Sam Altman (CEO de OpenAI) se encuentra en plena búsqueda de una de las mayores rondas de financiación privadas de la historia, con un objetivo que ronda los 50.000 millones de dólares.
En este movimiento, los fondos soberanos del Golfo (especialmente de los Emiratos Árabes Unidos), aparecen como los actores centrales de la financiación..
Arabia Saudí al frente, que ha mostrado un interés estratégico muy marcado en la inteligencia artificial durante Davos 2026. Aunque por el momento, NO se ha llegado a anunciar oficialmente ninguna inversión directa en OpenAI tras el foro.
OpenAI, Capital Extremo y Davos 2026
OpenAI se enfrenta a una realidad ineludible: la Inteligencia Artificial es extraordinariamente cara. El desarrollo de nuevos modelos, el entrenamiento a gran escala y la construcción de infraestructuras de cómputo requieren volúmenes de capital sin precedentes.
A largo plazo, los compromisos de gasto en centros de datos, chips y energía podrían superar el billón de dólares.

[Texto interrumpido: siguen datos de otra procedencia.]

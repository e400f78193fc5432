//! Dataset Module - Record ingestion boundary
//!
//! Turns ingested key/value maps (JSON array, single object, or JSON Lines)
//! into [`Record`]s. Structural defects reject one record, never the batch.

pub mod record;

#[cfg(test)]
pub(crate) mod fixtures;

use std::fs;
use std::path::Path;

use serde_json::Value;

use crate::logic::error::{FusionError, FusionResult};
pub use record::{AttackType, Record, Severity};

/// Read every record-like value from a file
pub fn read_values(path: &Path) -> FusionResult<Vec<Value>> {
    let text = fs::read_to_string(path)?;
    let values = parse_values(&text)?;
    log::info!("Read {} values from {:?}", values.len(), path);
    Ok(values)
}

/// Parse a JSON array, a single JSON object, or JSON Lines.
///
/// An unparseable line keeps its slot as `null`, so it is rejected as a
/// malformed record at its own index without losing the rest of the file.
pub fn parse_values(text: &str) -> FusionResult<Vec<Value>> {
    let trimmed = text.trim_start();

    if trimmed.starts_with('[') {
        return match serde_json::from_str(trimmed)? {
            Value::Array(items) => Ok(items),
            other => Ok(vec![other]),
        };
    }

    // One object, or one object per line
    if let Ok(value) = serde_json::from_str::<Value>(trimmed) {
        return Ok(vec![value]);
    }

    Ok(trimmed
        .lines()
        .enumerate()
        .map(|(n, line)| (n, line.trim()))
        .filter(|(_, line)| !line.is_empty())
        .map(|(n, line)| {
            serde_json::from_str(line).unwrap_or_else(|e| {
                log::warn!("Unparseable line {}: {}", n + 1, e);
                Value::Null
            })
        })
        .collect())
}

/// Convert values to records, keeping the index of every rejected value
pub fn records_from_values(values: &[Value]) -> (Vec<Record>, Vec<(usize, FusionError)>) {
    let mut records = Vec::with_capacity(values.len());
    let mut rejected = Vec::new();

    for (index, value) in values.iter().enumerate() {
        match Record::from_value(value) {
            Ok(record) => records.push(record),
            Err(e) => {
                log::warn!("Rejected record #{}: {}", index, e);
                rejected.push((index, e));
            }
        }
    }

    (records, rejected)
}

/// Load a labeled training dataset, skipping values that are not records
pub fn load_records(path: &Path) -> FusionResult<Vec<Record>> {
    let values = read_values(path)?;
    let (records, rejected) = records_from_values(&values);

    if !rejected.is_empty() {
        log::warn!("Skipped {} malformed records in {:?}", rejected.len(), path);
    }

    Ok(records)
}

Situando a OpenAI en una categoría más cercana a las grandes infraestructuras nacionales que a una startup tecnológica tradicional.
En paralelo, Davos 2026 se ha convertido en un escaparate estratégico para los países del Golfo, que buscan posicionarse como:
- Hubs globales de inteligencia artificial
- Centros de datos de hiperescala
- Nodos clave de la infraestructura digital mundial
Este contexto crea una convergencia clara: OpenAI necesita capital paciente y masivo y los Estados del Golfo, buscan diversificar sus economías más allá del petróleo y ganar peso en la economía digital del siglo XXI.
La Mega Ronda de 50.000 millones y el Papel de Emiratos Árabes
Diversas informaciones coinciden en que Sam Altman está sondeando fondos soberanos y a fuentes estatales de Oriente Medio para una ronda de inversión que podría superar los 50.000 millones de dólares, con una valoración objetiva situada entre 750.000 y 830.000 millones.
Los elementos clave de esta operación serían:
- Escala histórica: una de las mayores financiaciones privadas jamás realizadas
- Perfil del inversor: capital soberano de largo plazo, con especial protagonismo de Abu Dabi
- Relación previa: OpenAI ya mantiene vínculos estratégicos y financieros con actores emiratíes
Además, se baraja la participación complementaria de grandes tecnológicas, configurando una financiación híbrida que combine Big Tech con capital estatal paciente.
Arabia Saudí: interés claro, pero sin inversión confirmada en OpenAI
Arabia Saudí ha aprovechado Davos 2026 para reforzar su narrativa como actor central en la carrera global por la IA, alineada con los objetivos de su Visión 2030.
Entre los movimientos más relevantes destacan:
- Inversión masiva en infraestructura: financiación pública para centros de datos y empresas de IA, con planes de expansión a varios gigavatios en la próxima década
- Reposicionamiento estratégico: atraer alianzas con grandes plataformas tecnológicas en lugar de limitarse a consumo de tecnología
- Relación reactivada con Altman: tras tensiones pasadas, los contactos se han intensificado, especialmente en proyectos vinculados a chips y cómputo
¿Por qué Altman mira a Oriente Medio?
El giro hacia Oriente Medio no es coyuntural, sino estructural. La región ofrece ventajas difíciles de replicar en otros mercados:
- Capital a muy largo plazo: fondos soberanos que gestionan billones y piensan en décadas
- Energía abundante y estable: clave para alimentar centros de datos de IA avanzada
- Disponibilidad de suelo: esencial para infraestructuras de hiperescala
- Geopolítica del cómputo: quien controle la infraestructura de IA controla poder estratégico
Este patrón no es exclusivo de OpenAI. Otras compañías punteras del sector están cerrando acuerdos similares, apuntando a un **nuevo eje global de la “computación” centrado en el Golfo.
¿Qué está confirmado y qué sigue siendo especulación?
Con la información pública que se dispone actualmente, se puede afirmar con claridad que:
- Sam Altman está liderando una campaña activa de captación de capital en Oriente Medio para una ronda cercana a los 50.000 millones de dólares
- Emiratos Árabes Unidos aparece como el socio soberano mejor posicionado
- Arabia Saudí está invirtiendo agresivamente en su propio ecosistema de IA y buscando alianzas estratégicas
Lo que sigue siendo especulación es la existencia de una inversión directa, cerrada y anunciada de Arabia Saudí en OpenAI tras Davos 2026. Por ahora, hay convergencia estratégica y canales abiertos, pero no un acuerdo público con cifras y estructura confirmadas.
Conclusión
Si la operación se materializa, marcará un antes y un después en la relación entre Silicon Valley y los Estados del Golfo, consolidando a estos últimos como actores centrales del futuro de la inteligencia artificial.